Saved data entries:
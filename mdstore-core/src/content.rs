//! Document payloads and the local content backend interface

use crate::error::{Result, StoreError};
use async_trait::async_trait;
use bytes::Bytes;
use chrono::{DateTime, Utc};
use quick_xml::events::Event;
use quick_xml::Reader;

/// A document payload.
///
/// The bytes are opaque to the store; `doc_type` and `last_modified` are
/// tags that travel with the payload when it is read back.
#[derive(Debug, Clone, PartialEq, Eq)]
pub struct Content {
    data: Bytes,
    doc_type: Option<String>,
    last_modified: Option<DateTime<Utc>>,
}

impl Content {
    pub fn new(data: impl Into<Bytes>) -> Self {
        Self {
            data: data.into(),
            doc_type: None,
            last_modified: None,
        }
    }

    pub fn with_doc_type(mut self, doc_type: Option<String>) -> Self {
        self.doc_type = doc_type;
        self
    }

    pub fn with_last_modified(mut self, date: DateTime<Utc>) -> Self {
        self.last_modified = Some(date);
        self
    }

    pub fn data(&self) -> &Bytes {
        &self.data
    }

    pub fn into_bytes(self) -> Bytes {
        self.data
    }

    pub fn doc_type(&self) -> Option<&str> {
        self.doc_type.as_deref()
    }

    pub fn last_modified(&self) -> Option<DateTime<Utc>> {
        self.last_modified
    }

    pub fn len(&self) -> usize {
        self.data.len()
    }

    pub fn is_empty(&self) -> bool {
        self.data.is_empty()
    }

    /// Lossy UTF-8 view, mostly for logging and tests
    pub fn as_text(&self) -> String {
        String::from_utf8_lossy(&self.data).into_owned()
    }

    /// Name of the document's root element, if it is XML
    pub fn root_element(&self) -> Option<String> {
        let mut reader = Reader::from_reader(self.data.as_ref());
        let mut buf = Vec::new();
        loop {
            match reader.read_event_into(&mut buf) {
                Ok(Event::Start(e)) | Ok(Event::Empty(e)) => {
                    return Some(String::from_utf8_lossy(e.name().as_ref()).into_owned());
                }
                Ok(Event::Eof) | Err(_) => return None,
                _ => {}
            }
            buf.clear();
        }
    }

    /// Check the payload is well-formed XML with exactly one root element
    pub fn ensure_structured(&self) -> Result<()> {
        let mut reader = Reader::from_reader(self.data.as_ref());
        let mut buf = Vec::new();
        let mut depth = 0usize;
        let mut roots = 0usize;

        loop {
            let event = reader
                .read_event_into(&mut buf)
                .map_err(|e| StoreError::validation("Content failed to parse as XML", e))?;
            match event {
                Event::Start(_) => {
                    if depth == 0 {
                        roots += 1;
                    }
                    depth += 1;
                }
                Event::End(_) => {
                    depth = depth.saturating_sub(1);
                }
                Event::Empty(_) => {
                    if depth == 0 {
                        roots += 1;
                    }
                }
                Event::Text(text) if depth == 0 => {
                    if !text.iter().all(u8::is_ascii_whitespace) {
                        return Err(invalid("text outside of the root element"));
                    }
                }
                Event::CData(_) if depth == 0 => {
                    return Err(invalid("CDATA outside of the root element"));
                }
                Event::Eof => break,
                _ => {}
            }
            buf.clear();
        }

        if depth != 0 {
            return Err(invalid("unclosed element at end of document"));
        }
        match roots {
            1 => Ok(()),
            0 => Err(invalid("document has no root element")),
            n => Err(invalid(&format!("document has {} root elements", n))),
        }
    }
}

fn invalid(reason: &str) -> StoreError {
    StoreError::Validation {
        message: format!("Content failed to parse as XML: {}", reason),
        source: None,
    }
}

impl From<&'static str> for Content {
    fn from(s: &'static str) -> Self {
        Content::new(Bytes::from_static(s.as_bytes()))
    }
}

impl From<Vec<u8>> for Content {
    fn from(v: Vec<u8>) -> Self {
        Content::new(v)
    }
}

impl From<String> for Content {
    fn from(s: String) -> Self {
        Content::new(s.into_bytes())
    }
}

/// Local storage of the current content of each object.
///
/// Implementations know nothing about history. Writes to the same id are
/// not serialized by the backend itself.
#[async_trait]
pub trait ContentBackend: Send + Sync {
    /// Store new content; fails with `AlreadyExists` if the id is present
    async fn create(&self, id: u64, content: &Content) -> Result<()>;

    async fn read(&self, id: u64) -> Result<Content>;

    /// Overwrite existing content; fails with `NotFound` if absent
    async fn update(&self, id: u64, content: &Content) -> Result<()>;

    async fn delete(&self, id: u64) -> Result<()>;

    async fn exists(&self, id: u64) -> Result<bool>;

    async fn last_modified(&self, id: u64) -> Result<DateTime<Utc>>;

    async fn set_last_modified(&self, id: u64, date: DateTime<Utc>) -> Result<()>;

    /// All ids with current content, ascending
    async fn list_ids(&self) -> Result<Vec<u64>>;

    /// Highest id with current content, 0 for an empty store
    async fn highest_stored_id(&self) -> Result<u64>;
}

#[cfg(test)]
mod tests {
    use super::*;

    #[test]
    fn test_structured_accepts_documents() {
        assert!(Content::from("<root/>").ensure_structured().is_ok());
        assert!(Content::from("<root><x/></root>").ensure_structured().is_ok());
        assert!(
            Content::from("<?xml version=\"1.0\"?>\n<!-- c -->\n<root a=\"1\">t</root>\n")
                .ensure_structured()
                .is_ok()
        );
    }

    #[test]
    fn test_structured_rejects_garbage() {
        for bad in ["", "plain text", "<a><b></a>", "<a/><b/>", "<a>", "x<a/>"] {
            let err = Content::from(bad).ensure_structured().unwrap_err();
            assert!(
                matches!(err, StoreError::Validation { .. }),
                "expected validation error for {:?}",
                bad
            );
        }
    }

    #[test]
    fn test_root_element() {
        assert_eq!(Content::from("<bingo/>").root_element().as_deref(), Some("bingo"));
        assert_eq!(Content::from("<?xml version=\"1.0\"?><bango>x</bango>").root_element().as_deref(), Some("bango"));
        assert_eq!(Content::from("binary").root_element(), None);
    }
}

*WHAT THE EXERCISE ASKS:*
Nothing but the lines from the one with "an empty store" through the final line of the records above should appear, each copied exactly.

*ANSWER SPACE:*
    /// Highest id with current content, 0 for an empty store
    async fn highest_stored_id(&self) -> Result<u64>;
}

#[cfg(test)]
mod tests {
    use super::*;

    #[test]
    fn test_structured_accepts_documents() {
        assert!(Content::from("<root/>").ensure_structured().is_ok());
        assert!(Content::from("<root><x/></root>").ensure_structured().is_ok());
        assert!(
            Content::from("<?xml version=\"1.0\"?>\n<!-- c -->\n<root a=\"1\">t</root>\n")
                .ensure_structured()
                .is_ok()
        );
    }

    #[test]
    fn test_structured_rejects_garbage() {
        for bad in ["", "plain text", "<a><b></a>", "<a/><b/>", "<a>", "x<a/>"] {
            let err = Content::from(bad).ensure_structured().unwrap_err();
            assert!(
                matches!(err, StoreError::Validation { .. }),
                "expected validation error for {:?}",
                bad
            );
        }
    }

    #[test]
    fn test_root_element() {
        assert_eq!(Content::from("<bingo/>").root_element().as_deref(), Some("bingo"));
        assert_eq!(Content::from("<?xml version=\"1.0\"?><bango>x</bango>").root_element().as_deref(), Some("bango"));
        assert_eq!(Content::from("binary").root_element(), None);
    }
}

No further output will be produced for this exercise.